TASK DETAILS
From the listing below, tally the lines that include "Send". Return only the total.

SUPPLIED MATERIAL
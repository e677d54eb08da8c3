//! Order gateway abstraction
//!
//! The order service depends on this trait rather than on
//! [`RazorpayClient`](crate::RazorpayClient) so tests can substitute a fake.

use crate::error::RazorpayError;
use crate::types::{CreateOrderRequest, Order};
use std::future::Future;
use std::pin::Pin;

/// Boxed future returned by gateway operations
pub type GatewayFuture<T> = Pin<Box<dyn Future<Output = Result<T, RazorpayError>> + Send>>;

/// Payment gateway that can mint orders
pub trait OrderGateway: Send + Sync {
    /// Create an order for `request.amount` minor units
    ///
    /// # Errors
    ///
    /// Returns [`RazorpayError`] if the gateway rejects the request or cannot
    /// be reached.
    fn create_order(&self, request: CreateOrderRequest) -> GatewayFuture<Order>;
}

--

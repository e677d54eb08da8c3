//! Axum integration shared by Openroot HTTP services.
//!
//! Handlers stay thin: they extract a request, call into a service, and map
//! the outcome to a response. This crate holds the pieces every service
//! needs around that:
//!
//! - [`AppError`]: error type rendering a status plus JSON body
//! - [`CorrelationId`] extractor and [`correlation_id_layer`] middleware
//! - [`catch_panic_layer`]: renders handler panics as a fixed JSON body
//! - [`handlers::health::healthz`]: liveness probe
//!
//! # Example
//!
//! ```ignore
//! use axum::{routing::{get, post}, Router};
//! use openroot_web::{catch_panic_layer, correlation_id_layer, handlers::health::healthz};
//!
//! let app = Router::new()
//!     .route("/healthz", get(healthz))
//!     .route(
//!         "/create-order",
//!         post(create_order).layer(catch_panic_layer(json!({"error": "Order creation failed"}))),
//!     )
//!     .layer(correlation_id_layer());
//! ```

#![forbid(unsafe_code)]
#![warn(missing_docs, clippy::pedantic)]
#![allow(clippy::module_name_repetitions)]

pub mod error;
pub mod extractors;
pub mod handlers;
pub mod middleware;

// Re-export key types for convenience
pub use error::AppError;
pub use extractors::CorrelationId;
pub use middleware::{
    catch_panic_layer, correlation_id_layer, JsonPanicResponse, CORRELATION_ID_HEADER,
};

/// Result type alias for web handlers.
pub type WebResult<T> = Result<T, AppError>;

RESPONSE TO THE TASK
2